Every line below must be reproduced exactly. Copy them all.
*** Opening of The input ***
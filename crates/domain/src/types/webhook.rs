//! Inbound Business Messages webhook payloads
//!
//! The payload is decoded once into an [`InboundEvent`]. Decoding is lenient:
//! a field with the wrong JSON type is treated as absent instead of failing
//! the whole request.

use serde_json::Value;

use crate::errors::WebhookError;

/// What the user did, in dispatch order.
#[derive(Debug, Clone, PartialEq, Eq)]
pub enum InboundEvent {
    /// `message.text`
    TextMessage { text: String },
    /// `suggestionResponse.postbackData`
    SuggestionResponse { postback_data: String },
    /// `authenticationResponse`; either field may be missing.
    AuthResponse { code: Option<String>, redirect_uri: Option<String> },
    /// `userStatus`; informational only.
    UserStatus(UserStatus),
    /// Anything else (receipts, surveys, unknown shapes).
    Unknown,
}

#[derive(Debug, Clone, Copy, PartialEq, Eq)]
pub enum UserStatus {
    Typing,
    RequestedLiveAgent,
    Other,
}

/// A decoded webhook delivery.
#[derive(Debug, Clone, PartialEq, Eq)]
pub struct InboundWebhook {
    pub conversation_id: String,
    pub display_name: Option<String>,
    pub event: InboundEvent,
}

impl InboundWebhook {
    /// Decode a raw request body.
    ///
    /// # Errors
    /// - [`WebhookError::InvalidJson`] when the body is not a JSON document
    /// - [`WebhookError::MissingConversationId`] when `conversationId` is
    ///   absent, empty or not a string
    pub fn parse(body: &[u8]) -> Result<Self, WebhookError> {
        let value: Value =
            serde_json::from_slice(body).map_err(|e| WebhookError::InvalidJson(e.to_string()))?;
        Self::from_value(&value)
    }

    /// Decode an already-parsed JSON document.
    ///
    /// # Errors
    /// See [`InboundWebhook::parse`].
    pub fn from_value(value: &Value) -> Result<Self, WebhookError> {
        let conversation_id = str_at(value, "/conversationId")
            .filter(|id| !id.is_empty())
            .ok_or(WebhookError::MissingConversationId)?;

        Ok(Self {
            conversation_id,
            display_name: str_at(value, "/context/userInfo/displayName"),
            event: InboundEvent::from_value(value),
        })
    }
}

impl InboundEvent {
    fn from_value(value: &Value) -> Self {
        if let Some(text) = str_at(value, "/message/text") {
            return Self::TextMessage { text };
        }
        if let Some(postback_data) = str_at(value, "/suggestionResponse/postbackData") {
            return Self::SuggestionResponse { postback_data };
        }
        if value.get("authenticationResponse").is_some_and(Value::is_object) {
            return Self::AuthResponse {
                code: str_at(value, "/authenticationResponse/code"),
                redirect_uri: str_at(value, "/authenticationResponse/redirectUri"),
            };
        }
        if let Some(status) = value.get("userStatus").and_then(Value::as_object) {
            let status = if status.contains_key("isTyping") {
                UserStatus::Typing
            } else if status.contains_key("requestedLiveAgent") {
                UserStatus::RequestedLiveAgent
            } else {
                UserStatus::Other
            };
            return Self::UserStatus(status);
        }
        Self::Unknown
    }

    /// Short label for structured logs.
    pub const fn kind(&self) -> &'static str {
        match self {
            Self::TextMessage { .. } => "text_message",
            Self::SuggestionResponse { .. } => "suggestion_response",
            Self::AuthResponse { .. } => "auth_response",
            Self::UserStatus(_) => "user_status",
            Self::Unknown => "unknown",
        }
    }
}

fn str_at(value: &Value, pointer: &str) -> Option<String> {
    value.pointer(pointer).and_then(Value::as_str).map(str::to_owned)
}

#[cfg(test)]
mod tests {
    use serde_json::json;

    use super::*;

    fn parse(value: &Value) -> InboundWebhook {
        InboundWebhook::parse(value.to_string().as_bytes()).unwrap()
    }

    #[test]
    fn text_message_is_decoded() {
        let hook = parse(&json!({
            "conversationId": "c1",
            "context": {"userInfo": {"displayName": "Ada"}},
            "message": {"text": "Hello"}
        }));

        assert_eq!(hook.conversation_id, "c1");
        assert_eq!(hook.display_name.as_deref(), Some("Ada"));
        assert_eq!(hook.event, InboundEvent::TextMessage { text: "Hello".into() });
    }

    #[test]
    fn message_text_wins_over_other_sections() {
        let hook = parse(&json!({
            "conversationId": "c1",
            "message": {"text": "login"},
            "suggestionResponse": {"postbackData": "other"},
            "authenticationResponse": {"code": "abc"}
        }));

        assert_eq!(hook.event.kind(), "text_message");
    }

    #[test]
    fn suggestion_response_beats_auth_response() {
        let hook = parse(&json!({
            "conversationId": "c1",
            "suggestionResponse": {"postbackData": "login"},
            "authenticationResponse": {"code": "abc"}
        }));

        assert_eq!(hook.event, InboundEvent::SuggestionResponse { postback_data: "login".into() });
    }

    #[test]
    fn auth_response_keeps_missing_fields_as_none() {
        let hook = parse(&json!({
            "conversationId": "c1",
            "authenticationResponse": {"redirectUri": "https://x"}
        }));

        assert_eq!(
            hook.event,
            InboundEvent::AuthResponse { code: None, redirect_uri: Some("https://x".into()) }
        );
    }

    #[test]
    fn user_status_variants() {
        let typing = parse(&json!({"conversationId": "c1", "userStatus": {"isTyping": true}}));
        let agent =
            parse(&json!({"conversationId": "c1", "userStatus": {"requestedLiveAgent": true}}));

        assert_eq!(typing.event, InboundEvent::UserStatus(UserStatus::Typing));
        assert_eq!(agent.event, InboundEvent::UserStatus(UserStatus::RequestedLiveAgent));
    }

    #[test]
    fn wrong_typed_fields_are_ignored() {
        let hook = parse(&json!({
            "conversationId": "c1",
            "context": "not-an-object",
            "message": {"text": 42}
        }));

        assert!(hook.display_name.is_none());
        assert_eq!(hook.event, InboundEvent::Unknown);
    }

    #[test]
    fn invalid_json_and_missing_id_are_errors() {
        assert!(matches!(InboundWebhook::parse(b"{nope"), Err(WebhookError::InvalidJson(_))));
        assert_eq!(
            InboundWebhook::parse(br#"{"message": {"text": "hi"}}"#),
            Err(WebhookError::MissingConversationId)
        );
        assert_eq!(
            InboundWebhook::parse(br#"{"conversationId": ""}"#),
            Err(WebhookError::MissingConversationId)
        );
    }
}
*** Close of The input ***
◆ Response area ◆
filename crates/domain/src/types/webhook.rs
//! Inbound Business Messages webhook payloads
//!
//! The payload is decoded once into an [`InboundEvent`]. Decoding is lenient:
//! a field with the wrong JSON type is treated as absent instead of failing
//! the whole request.

use serde_json::Value;

use crate::errors::WebhookError;

/// What the user did, in dispatch order.
#[derive(Debug, Clone, PartialEq, Eq)]
pub enum InboundEvent {
    /// `message.text`
    TextMessage { text: String },
    /// `suggestionResponse.postbackData`
    SuggestionResponse { postback_data: String },
    /// `authenticationResponse`; either field may be missing.
    AuthResponse { code: Option<String>, redirect_uri: Option<String> },
    /// `userStatus`; informational only.
    UserStatus(UserStatus),
    /// Anything else (receipts, surveys, unknown shapes).
    Unknown,
}

#[derive(Debug, Clone, Copy, PartialEq, Eq)]
pub enum UserStatus {
    Typing,
    RequestedLiveAgent,
    Other,
}

/// A decoded webhook delivery.
#[derive(Debug, Clone, PartialEq, Eq)]
pub struct InboundWebhook {
    pub conversation_id: String,
    pub display_name: Option<String>,
    pub event: InboundEvent,
}

impl InboundWebhook {
    /// Decode a raw request body.
    ///
    /// # Errors
    /// - [`WebhookError::InvalidJson`] when the body is not a JSON document
    /// - [`WebhookError::MissingConversationId`] when `conversationId` is
    ///   absent, empty or not a string
    pub fn parse(body: &[u8]) -> Result<Self, WebhookError> {
        let value: Value =
            serde_json::from_slice(body).map_err(|e| WebhookError::InvalidJson(e.to_string()))?;
        Self::from_value(&value)
    }

    /// Decode an already-parsed JSON document.
    ///
    /// # Errors
    /// See [`InboundWebhook::parse`].
    pub fn from_value(value: &Value) -> Result<Self, WebhookError> {
        let conversation_id = str_at(value, "/conversationId")
            .filter(|id| !id.is_empty())
            .ok_or(WebhookError::MissingConversationId)?;

        Ok(Self {
            conversation_id,
            display_name: str_at(value, "/context/userInfo/displayName"),
            event: InboundEvent::from_value(value),
        })
    }
}

impl InboundEvent {
    fn from_value(value: &Value) -> Self {
        if let Some(text) = str_at(value, "/message/text") {
            return Self::TextMessage { text };
        }
        if let Some(postback_data) = str_at(value, "/suggestionResponse/postbackData") {
            return Self::SuggestionResponse { postback_data };
        }
        if value.get("authenticationResponse").is_some_and(Value::is_object) {
            return Self::AuthResponse {
                code: str_at(value, "/authenticationResponse/code"),
                redirect_uri: str_at(value, "/authenticationResponse/redirectUri"),
            };
        }
        if let Some(status) = value.get("userStatus").and_then(Value::as_object) {
            let status = if status.contains_key("isTyping") {
                UserStatus::Typing
            } else if status.contains_key("requestedLiveAgent") {
                UserStatus::RequestedLiveAgent
            } else {
                UserStatus::Other
            };
            return Self::UserStatus(status);
        }
        Self::Unknown
    }

    /// Short label for structured logs.
    pub const fn kind(&self) -> &'static str {
        match self {
            Self::TextMessage { .. } => "text_message",
            Self::SuggestionResponse { .. } => "suggestion_response",
            Self::AuthResponse { .. } => "auth_response",
            Self::UserStatus(_) => "user_status",
            Self::Unknown => "unknown",
        }
    }
}

fn str_at(value: &Value, pointer: &str) -> Option<String> {
    value.pointer(pointer).and_then(Value::as_str).map(str::to_owned)
}

#[cfg(test)]
mod tests {
    use serde_json::json;

    use super::*;

    fn parse(value: &Value) -> InboundWebhook {
        InboundWebhook::parse(value.to_string().as_bytes()).unwrap()
    }

    #[test]
    fn text_message_is_decoded() {
        let hook = parse(&json!({
            "conversationId": "c1",
            "context": {"userInfo": {"displayName": "Ada"}},
            "message": {"text": "Hello"}
        }));

        assert_eq!(hook.conversation_id, "c1");
        assert_eq!(hook.display_name.as_deref(), Some("Ada"));
        assert_eq!(hook.event, InboundEvent::TextMessage { text: "Hello".into() });
    }

    #[test]
    fn message_text_wins_over_other_sections() {
        let hook = parse(&json!({
            "conversationId": "c1",
            "message": {"text": "login"},
            "suggestionResponse": {"postbackData": "other"},
            "authenticationResponse": {"code": "abc"}
        }));

        assert_eq!(hook.event.kind(), "text_message");
    }

    #[test]
    fn suggestion_response_beats_auth_response() {
        let hook = parse(&json!({
            "conversationId": "c1",
            "suggestionResponse": {"postbackData": "login"},
            "authenticationResponse": {"code": "abc"}
        }));

        assert_eq!(hook.event, InboundEvent::SuggestionResponse { postback_data: "login".into() });
    }

    #[test]
    fn auth_response_keeps_missing_fields_as_none() {
        let hook = parse(&json!({
            "conversationId": "c1",
            "authenticationResponse": {"redirectUri": "https://x"}
        }));

        assert_eq!(
            hook.event,
            InboundEvent::AuthResponse { code: None, redirect_uri: Some("https://x".into()) }
        );
    }

    #[test]
    fn user_status_variants() {
        let typing = parse(&json!({"conversationId": "c1", "userStatus": {"isTyping": true}}));
        let agent =
            parse(&json!({"conversationId": "c1", "userStatus": {"requestedLiveAgent": true}}));

        assert_eq!(typing.event, InboundEvent::UserStatus(UserStatus::Typing));
        assert_eq!(agent.event, InboundEvent::UserStatus(UserStatus::RequestedLiveAgent));
    }

    #[test]
    fn wrong_typed_fields_are_ignored() {
        let hook = parse(&json!({
            "conversationId": "c1",
            "context": "not-an-object",
            "message": {"text": 42}
        }));

        assert!(hook.display_name.is_none());
        assert_eq!(hook.event, InboundEvent::Unknown);
    }

    #[test]
    fn invalid_json_and_missing_id_are_errors() {
        assert!(matches!(InboundWebhook::parse(b"{nope"), Err(WebhookError::InvalidJson(_))));
        assert_eq!(
            InboundWebhook::parse(br#"{"message": {"text": "hi"}}"#),
            Err(WebhookError::MissingConversationId)
        );
        assert_eq!(
            InboundWebhook::parse(br#"{"conversationId": ""}"#),
            Err(WebhookError::MissingConversationId)
        );
    }
}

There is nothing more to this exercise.